Au vu des nombreuses atteintes aux droits fondamentaux subies en prison par les personnes LGBT+, en particulier transgenres, l’élaboration d’un document opérationnel à ce sujet par le ministère de la Justice est à saluer. L’initiative n’en reste pas moins largement insuffisante.
Le 5 mars 2024, la Direction de l’administration pénitentiaire (Dap) produisait un Référentiel national de prise en charge des personnes LGBT+ placées sous main de justice. L’objectif : rassembler l’ensemble des ressources sur le sujet et lister les bonnes pratiques pour « répondre aux interrogations des personnels pénitentiaires », « sécuriser les pratiques professionnelles » et « garantir une prise en charge respectueuse et adaptée des publics LGBT+[1] ». Ce référentiel a donné lieu à la consultation de la Dilcrah[2] et de trois associations spécialisées (Flag !, SOS homophobie et Pastt[3]), avant d’être adopté par les organisations syndicales de l’administration pénitentiaire. Sans grande surprise, les personnes détenues, première concernées, n’ont pas eu droit à la parole. Et le document, non publié, ne semble pas davantage leur être accessible.
Selon la Dap, ce référentiel traduit les engagements pris en matière d’action pour l’égalité des droits et de lutte contre les actes LGBT+phobes[4]. Il y a urgence : les atteintes aux droits fondamentaux des personnes transgenres[5], en particulier, sont légion en prison, au point que leur cumul « est susceptible de constituer un traitement cruel, inhumain ou dégradant au sens de la Convention européenne des droits de l’homme », concluait le Contrôle général des lieux de privation de liberté (CGLPL) dans un avis publié en 2021. Estimées à une trentaine par le ministère de la Justice en 2020 bien que probablement plus nombreuses, les personnes transgenres – principalement des femmes trans – sont en effet ostracisées et discriminées en prison[6]. Soulignant la persistance de ces atteintes depuis son premier avis rendu en 2010, l’autorité administrative indépendante appelait à « garantir le plein respect de la dignité et des droits des personnes transgenres privées de liberté, notamment leurs droits à l’autodétermination, à la libre disposition de leur corps, à l’accès aux soins, à l’intimité et à la vie privée[7]».
L’affectation genrée en prison, un enjeu essentiel
Les quartiers de détention étant organisés sur un principe de stricte séparation des sexes, l’affectation est un enjeu essentiel dans la prise en charge des personnes transgenres.
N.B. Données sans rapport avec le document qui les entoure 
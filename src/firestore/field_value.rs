//! Firestore field value types
//!
//! Values are compared structurally. Doubles compare by bit pattern with every
//! NaN treated as equal, which keeps `Eq` and `Hash` consistent so query values
//! holding them can be used as map keys.

use std::collections::BTreeMap;
use std::fmt;
use std::hash::{Hash, Hasher};

use super::model::DocumentKey;

/// Map of field values, ordered by field name
pub type MapValue = BTreeMap<String, Value>;

/// A value stored in a document field or used as a filter operand
#[derive(Debug, Clone)]
pub enum Value {
    /// Null value
    Null,
    /// Boolean value
    Boolean(bool),
    /// 64-bit signed integer
    Integer(i64),
    /// 64-bit float
    Double(f64),
    /// UTF-8 string
    String(String),
    /// Reference to another document
    Reference(DocumentKey),
    /// Array of values
    Array(Vec<Value>),
    /// Nested map
    Map(MapValue),
}

impl Value {
    /// Human readable type name, used in validation messages
    pub fn type_name(&self) -> &'static str {
        match self {
            Value::Null => "null",
            Value::Boolean(_) => "boolean",
            Value::Integer(_) => "integer",
            Value::Double(_) => "double",
            Value::String(_) => "string",
            Value::Reference(_) => "reference",
            Value::Array(_) => "array",
            Value::Map(_) => "map",
        }
    }

    /// Whether this is `Null`
    pub fn is_null(&self) -> bool {
        matches!(self, Value::Null)
    }

    /// Whether this is a NaN double
    pub fn is_nan(&self) -> bool {
        matches!(self, Value::Double(d) if d.is_nan())
    }

    /// Array elements, if this is an array
    pub fn as_array(&self) -> Option<&[Value]> {
        match self {
            Value::Array(values) => Some(values),
            _ => None,
        }
    }

    /// String contents, if this is a string
    pub fn as_str(&self) -> Option<&str> {
        match self {
            Value::String(s) => Some(s),
            _ => None,
        }
    }

    /// Canonical text form, used to build query canonical ids
    pub fn canonical_string(&self) -> String {
        self.to_string()
    }

    fn discriminant(&self) -> u8 {
        match self {
            Value::Null => 0,
            Value::Boolean(_) => 1,
            Value::Integer(_) => 2,
            Value::Double(_) => 3,
            Value::String(_) => 4,
            Value::Reference(_) => 5,
            Value::Array(_) => 6,
            Value::Map(_) => 7,
        }
    }
}

fn double_bits(value: f64) -> u64 {
    if value.is_nan() {
        f64::NAN.to_bits()
    } else {
        value.to_bits()
    }
}

impl PartialEq for Value {
    fn eq(&self, other: &Self) -> bool {
        match (self, other) {
            (Value::Null, Value::Null) => true,
            (Value::Boolean(a), Value::Boolean(b)) => a == b,
            (Value::Integer(a), Value::Integer(b)) => a == b,
            (Value::Double(a), Value::Double(b)) => double_bits(*a) == double_bits(*b),
            (Value::String(a), Value::String(b)) => a == b,
            (Value::Reference(a), Value::Reference(b)) => a == b,
            (Value::Array(a), Value::Array(b)) => a == b,
            (Value::Map(a), Value::Map(b)) => a == b,
            _ => false,
        }
    }
}

impl Eq for Value {}

impl Hash for Value {
    fn hash<H: Hasher>(&self, state: &mut H) {
        self.discriminant().hash(state);
        match self {
            Value::Null => {}
            Value::Boolean(b) => b.hash(state),
            Value::Integer(i) => i.hash(state),
            Value::Double(d) => double_bits(*d).hash(state),
            Value::String(s) => s.hash(state),
            Value::Reference(key) => key.hash(state),
            Value::Array(values) => values.hash(state),
            Value::Map(map) => map.hash(state),
        }
    }
}

impl fmt::Display for Value {
    fn fmt(&self, f: &mut fmt::Formatter<'_>) -> fmt::Result {
        match self {
            Value::Null => write!(f, "null"),
            Value::Boolean(b) => write!(f, "{b}"),
            Value::Integer(i) => write!(f, "{i}"),
            Value::Double(d) => write!(f, "{d:?}"),
            Value::String(s) => write!(f, "{s:?}"),
            Value::Reference(key) => write!(f, "ref({key})"),
            Value::Array(values) => {
                write!(f, "[")?;
                for (i, value) in values.iter().enumerate() {
                    if i > 0 {
                        write!(f, ",")?;
                    }
                    write!(f, "{value}")?;
                }
                write!(f, "]")
            }
            Value::Map(map) => {
                write!(f, "{{")?;
                for (i, (key, value)) in map.iter().enumerate() {
                    if i > 0 {
                        write!(f, ",")?;
                    }
                    write!(f, "{key}:{value}")?;
                }
                write!(f, "}}")
            }
        }
    }
}

impl From<bool> for Value {
    fn from(value: bool) -> Self {
        Value::Boolean(value)
    }
}

impl From<i32> for Value {
    fn from(value: i32) -> Self {
        Value::Integer(value.into())
    }
}

impl From<i64> for Value {
    fn from(value: i64) -> Self {
        Value::Integer(value)
    }
}

impl From<f64> for Value {
    fn from(value: f64) -> Self {
        Value::Double(value)
    }
}

impl From<&str> for Value {
    fn from(value: &str) -> Self {
        Value::String(value.to_string())
    }
}

impl From<String> for Value {
    fn from(value: String) -> Self {
        Value::String(value)
    }
}

impl From<DocumentKey> for Value {
    fn from(value: DocumentKey) -> Self {
        Value::Reference(value)
    }
}

impl<T: Into<Value>> From<Vec<T>> for Value {
    fn from(values: Vec<T>) -> Self {
        Value::Array(values.into_iter().map(Into::into).collect())
    }
}

impl From<serde_json::Value> for Value {
    fn from(value: serde_json::Value) -> Self {
        match value {
            serde_json::Value::Null => Value::Null,
            serde_json::Value::Bool(b) => Value::Boolean(b),
            serde_json::Value::Number(n) => match n.as_i64() {
                Some(i) => Value::Integer(i),
                None => Value::Double(n.as_f64().unwrap_or(f64::NAN)),
            },
            serde_json::Value::String(s) => Value::String(s),
            serde_json::Value::Array(values) => {
                Value::Array(values.into_iter().map(Value::from).collect())
            }
            serde_json::Value::Object(map) => {
                Value::Map(map.into_iter().map(|(k, v)| (k, Value::from(v))).collect())
            }
        }
    }
}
Dans le sillage de la réponse du ministère de la Justice à l’avis du CGLPL en 2021, le référentiel prévoit la possibilité, « de façon dérogatoire », d’affecter une personne transgenre « dans un quartier différent du sexe inscrit à son état civil » afin qu’il soit « le plus adapté à sa situation ». Il est précisé que la demande de changement d’affectation peut être formulée « à l’initiative de la personne détenue » ou « de l’établissement pénitentiaire d’accueil ». La France se rapproche ainsi des standards internationaux : pour la Cour européenne des droits de l’homme, le respect de l’identité de genre est en effet une composante du respect de la dignité humaine[8], et le principe d’autodétermination fait partie intégrante du droit à la vie privée. Les principes de Jogjakarta prévoient également, dans la mesure du possible, « que tous les prisonniers puissent participer à la prise de décisions concernant le lieu de détention le plus approprié à leur orientation sexuelle ou à leur identité de genre[9] ».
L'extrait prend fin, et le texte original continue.